INFORMATION GIVEN Start Marker
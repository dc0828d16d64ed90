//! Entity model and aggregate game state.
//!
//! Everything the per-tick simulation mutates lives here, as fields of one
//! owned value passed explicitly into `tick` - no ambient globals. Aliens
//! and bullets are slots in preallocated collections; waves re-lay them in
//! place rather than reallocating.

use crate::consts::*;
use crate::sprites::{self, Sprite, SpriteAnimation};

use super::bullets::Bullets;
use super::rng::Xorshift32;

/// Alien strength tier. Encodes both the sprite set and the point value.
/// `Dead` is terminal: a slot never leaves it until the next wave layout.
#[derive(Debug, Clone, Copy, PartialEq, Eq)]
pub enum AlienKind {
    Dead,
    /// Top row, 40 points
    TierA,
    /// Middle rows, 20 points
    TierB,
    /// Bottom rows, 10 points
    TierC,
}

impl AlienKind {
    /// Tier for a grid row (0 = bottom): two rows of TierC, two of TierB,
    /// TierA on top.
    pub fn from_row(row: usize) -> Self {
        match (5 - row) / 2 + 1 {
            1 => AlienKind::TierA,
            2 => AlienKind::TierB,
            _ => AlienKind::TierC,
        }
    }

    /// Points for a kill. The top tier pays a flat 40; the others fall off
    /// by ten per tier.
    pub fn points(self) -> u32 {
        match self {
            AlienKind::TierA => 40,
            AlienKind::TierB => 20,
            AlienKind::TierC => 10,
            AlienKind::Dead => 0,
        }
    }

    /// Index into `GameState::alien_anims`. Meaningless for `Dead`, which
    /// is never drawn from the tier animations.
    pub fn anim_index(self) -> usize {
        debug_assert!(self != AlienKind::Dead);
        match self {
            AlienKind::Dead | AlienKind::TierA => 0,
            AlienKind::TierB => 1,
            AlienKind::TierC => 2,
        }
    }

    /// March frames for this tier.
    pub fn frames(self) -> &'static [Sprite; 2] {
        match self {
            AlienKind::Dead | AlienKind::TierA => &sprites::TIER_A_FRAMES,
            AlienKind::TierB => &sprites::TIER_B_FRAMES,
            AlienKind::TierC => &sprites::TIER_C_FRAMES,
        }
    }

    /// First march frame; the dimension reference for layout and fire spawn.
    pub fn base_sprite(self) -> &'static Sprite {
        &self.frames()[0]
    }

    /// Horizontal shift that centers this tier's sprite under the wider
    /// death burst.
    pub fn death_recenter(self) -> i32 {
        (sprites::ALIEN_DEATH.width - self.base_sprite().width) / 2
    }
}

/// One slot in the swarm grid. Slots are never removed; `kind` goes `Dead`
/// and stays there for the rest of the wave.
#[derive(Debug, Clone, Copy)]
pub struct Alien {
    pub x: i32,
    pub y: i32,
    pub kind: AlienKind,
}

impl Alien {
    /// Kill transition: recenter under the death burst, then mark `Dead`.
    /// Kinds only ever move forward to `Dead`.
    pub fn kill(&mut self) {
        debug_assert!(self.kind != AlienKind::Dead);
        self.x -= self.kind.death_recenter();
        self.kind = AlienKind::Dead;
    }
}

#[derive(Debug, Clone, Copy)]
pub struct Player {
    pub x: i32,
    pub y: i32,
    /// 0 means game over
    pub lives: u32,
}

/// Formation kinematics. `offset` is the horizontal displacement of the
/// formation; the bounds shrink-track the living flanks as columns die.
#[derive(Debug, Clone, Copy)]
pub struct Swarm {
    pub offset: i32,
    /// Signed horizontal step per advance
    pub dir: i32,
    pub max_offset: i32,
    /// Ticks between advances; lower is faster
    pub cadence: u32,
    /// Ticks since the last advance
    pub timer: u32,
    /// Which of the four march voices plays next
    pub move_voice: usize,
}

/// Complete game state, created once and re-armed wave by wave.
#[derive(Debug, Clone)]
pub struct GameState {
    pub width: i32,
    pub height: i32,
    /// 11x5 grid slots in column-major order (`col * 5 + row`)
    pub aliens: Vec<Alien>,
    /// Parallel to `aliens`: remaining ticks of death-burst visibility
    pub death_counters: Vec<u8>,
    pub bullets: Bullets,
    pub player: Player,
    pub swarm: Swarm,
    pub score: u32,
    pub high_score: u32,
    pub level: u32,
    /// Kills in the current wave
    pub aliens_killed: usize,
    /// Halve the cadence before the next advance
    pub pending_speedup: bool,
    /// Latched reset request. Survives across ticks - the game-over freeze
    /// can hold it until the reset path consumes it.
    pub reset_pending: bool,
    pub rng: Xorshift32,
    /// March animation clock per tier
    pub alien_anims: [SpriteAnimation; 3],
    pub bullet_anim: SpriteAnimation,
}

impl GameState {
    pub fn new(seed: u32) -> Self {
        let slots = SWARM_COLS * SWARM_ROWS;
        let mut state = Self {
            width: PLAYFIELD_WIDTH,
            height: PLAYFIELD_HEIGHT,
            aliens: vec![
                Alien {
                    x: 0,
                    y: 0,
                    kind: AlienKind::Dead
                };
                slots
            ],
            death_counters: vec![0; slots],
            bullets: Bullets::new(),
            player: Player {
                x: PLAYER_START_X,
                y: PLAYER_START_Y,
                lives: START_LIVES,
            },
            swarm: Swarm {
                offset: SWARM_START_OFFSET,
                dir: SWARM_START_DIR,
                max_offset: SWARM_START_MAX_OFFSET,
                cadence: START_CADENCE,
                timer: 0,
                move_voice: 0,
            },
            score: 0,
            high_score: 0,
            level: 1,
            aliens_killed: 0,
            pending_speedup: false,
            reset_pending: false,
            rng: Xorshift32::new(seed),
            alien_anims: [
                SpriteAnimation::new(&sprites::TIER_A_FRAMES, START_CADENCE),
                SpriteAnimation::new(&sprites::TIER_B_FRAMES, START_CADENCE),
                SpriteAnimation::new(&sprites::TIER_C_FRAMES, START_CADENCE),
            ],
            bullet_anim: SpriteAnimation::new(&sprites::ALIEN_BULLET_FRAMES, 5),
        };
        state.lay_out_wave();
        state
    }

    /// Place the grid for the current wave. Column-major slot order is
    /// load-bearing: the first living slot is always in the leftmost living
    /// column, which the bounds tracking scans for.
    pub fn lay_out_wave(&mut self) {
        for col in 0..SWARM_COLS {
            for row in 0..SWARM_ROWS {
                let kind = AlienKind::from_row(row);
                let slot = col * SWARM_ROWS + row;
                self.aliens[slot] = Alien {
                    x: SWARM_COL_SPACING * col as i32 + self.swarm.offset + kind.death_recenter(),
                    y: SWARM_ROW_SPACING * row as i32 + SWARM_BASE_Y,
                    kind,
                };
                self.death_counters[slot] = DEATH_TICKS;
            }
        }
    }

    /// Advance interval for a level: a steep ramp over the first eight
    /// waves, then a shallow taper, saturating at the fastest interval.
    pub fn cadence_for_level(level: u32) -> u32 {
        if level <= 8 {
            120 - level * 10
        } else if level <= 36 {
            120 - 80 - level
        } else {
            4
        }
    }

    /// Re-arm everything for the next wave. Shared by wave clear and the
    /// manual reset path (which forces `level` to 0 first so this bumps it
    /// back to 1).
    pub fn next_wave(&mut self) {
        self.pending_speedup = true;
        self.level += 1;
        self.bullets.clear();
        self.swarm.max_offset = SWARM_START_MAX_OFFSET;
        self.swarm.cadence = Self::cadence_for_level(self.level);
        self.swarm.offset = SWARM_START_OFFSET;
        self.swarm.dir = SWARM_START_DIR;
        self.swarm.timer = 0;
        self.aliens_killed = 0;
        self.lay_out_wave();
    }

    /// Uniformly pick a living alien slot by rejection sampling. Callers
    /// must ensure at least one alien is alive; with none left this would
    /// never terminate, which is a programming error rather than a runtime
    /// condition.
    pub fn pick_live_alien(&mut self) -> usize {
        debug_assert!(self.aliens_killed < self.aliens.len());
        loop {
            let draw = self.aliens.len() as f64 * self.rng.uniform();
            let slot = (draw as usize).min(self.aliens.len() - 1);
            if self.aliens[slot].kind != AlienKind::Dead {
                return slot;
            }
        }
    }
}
INFORMATION GIVEN End Marker
INFORMATION GIVEN Start Marker
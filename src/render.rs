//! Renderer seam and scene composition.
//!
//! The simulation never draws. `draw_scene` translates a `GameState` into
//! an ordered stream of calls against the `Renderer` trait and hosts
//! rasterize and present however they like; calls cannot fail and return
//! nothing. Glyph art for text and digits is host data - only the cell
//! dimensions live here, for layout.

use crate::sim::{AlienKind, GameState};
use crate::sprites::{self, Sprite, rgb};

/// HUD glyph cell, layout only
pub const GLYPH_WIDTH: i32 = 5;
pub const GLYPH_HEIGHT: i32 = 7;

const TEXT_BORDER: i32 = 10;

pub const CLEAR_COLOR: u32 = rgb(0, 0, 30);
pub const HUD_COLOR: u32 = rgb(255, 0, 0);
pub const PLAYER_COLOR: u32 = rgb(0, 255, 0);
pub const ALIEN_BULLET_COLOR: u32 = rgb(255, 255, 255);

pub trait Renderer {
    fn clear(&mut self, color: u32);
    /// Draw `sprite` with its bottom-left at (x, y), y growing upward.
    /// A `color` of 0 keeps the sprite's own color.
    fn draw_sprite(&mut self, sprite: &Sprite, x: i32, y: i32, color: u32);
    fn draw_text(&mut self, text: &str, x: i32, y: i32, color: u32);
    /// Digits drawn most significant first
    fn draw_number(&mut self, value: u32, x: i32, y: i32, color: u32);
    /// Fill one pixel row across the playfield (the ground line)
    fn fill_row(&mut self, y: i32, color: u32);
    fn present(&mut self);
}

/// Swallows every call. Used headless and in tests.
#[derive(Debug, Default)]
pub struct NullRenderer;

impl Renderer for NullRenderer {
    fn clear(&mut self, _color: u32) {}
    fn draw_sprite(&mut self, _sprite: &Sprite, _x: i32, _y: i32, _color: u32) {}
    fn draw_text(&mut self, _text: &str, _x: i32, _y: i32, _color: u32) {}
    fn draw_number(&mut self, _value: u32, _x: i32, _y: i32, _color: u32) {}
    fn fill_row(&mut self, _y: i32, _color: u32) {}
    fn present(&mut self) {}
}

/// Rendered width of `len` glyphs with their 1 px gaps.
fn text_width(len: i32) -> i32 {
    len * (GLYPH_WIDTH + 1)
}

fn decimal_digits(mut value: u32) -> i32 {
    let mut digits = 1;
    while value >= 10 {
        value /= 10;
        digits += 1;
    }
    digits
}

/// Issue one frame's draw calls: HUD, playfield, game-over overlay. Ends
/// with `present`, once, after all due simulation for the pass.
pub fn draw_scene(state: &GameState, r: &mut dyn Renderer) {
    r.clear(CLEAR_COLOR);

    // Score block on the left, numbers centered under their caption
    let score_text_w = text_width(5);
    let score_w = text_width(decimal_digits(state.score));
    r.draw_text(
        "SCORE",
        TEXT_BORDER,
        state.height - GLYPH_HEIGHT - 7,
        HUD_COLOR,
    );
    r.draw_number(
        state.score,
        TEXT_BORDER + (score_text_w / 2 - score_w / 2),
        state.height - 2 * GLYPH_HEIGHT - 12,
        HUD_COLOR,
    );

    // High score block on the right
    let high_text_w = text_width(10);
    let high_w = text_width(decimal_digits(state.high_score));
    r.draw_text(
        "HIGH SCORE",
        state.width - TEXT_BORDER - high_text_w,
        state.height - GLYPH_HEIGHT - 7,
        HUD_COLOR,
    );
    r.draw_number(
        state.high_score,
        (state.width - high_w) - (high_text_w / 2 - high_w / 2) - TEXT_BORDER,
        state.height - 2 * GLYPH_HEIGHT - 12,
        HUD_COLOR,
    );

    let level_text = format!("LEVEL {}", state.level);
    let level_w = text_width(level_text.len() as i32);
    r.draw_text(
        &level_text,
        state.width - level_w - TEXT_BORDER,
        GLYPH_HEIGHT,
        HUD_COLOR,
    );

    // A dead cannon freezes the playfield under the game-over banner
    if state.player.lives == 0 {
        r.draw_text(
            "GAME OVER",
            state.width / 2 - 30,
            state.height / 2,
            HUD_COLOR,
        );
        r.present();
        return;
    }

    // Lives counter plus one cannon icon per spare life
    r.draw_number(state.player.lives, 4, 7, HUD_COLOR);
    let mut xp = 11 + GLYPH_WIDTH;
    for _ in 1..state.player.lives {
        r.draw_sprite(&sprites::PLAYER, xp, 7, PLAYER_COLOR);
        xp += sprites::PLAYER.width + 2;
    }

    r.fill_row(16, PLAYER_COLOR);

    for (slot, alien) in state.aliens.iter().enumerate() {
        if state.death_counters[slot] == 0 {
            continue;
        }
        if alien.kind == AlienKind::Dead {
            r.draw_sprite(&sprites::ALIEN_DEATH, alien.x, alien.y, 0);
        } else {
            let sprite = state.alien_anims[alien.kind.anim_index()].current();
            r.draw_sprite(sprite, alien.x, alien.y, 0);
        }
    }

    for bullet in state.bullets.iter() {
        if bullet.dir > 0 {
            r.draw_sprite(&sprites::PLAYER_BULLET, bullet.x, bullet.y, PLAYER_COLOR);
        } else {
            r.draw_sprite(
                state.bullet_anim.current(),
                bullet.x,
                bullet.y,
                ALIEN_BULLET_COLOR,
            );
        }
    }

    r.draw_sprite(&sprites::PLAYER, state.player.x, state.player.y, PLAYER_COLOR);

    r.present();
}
INFORMATION GIVEN End Marker
Which lines above contain "return"? Show each of them.

- _RESULT OF THIS TASK_
                return slot;
//! rasterize and present however they like; calls cannot fail and return
        return;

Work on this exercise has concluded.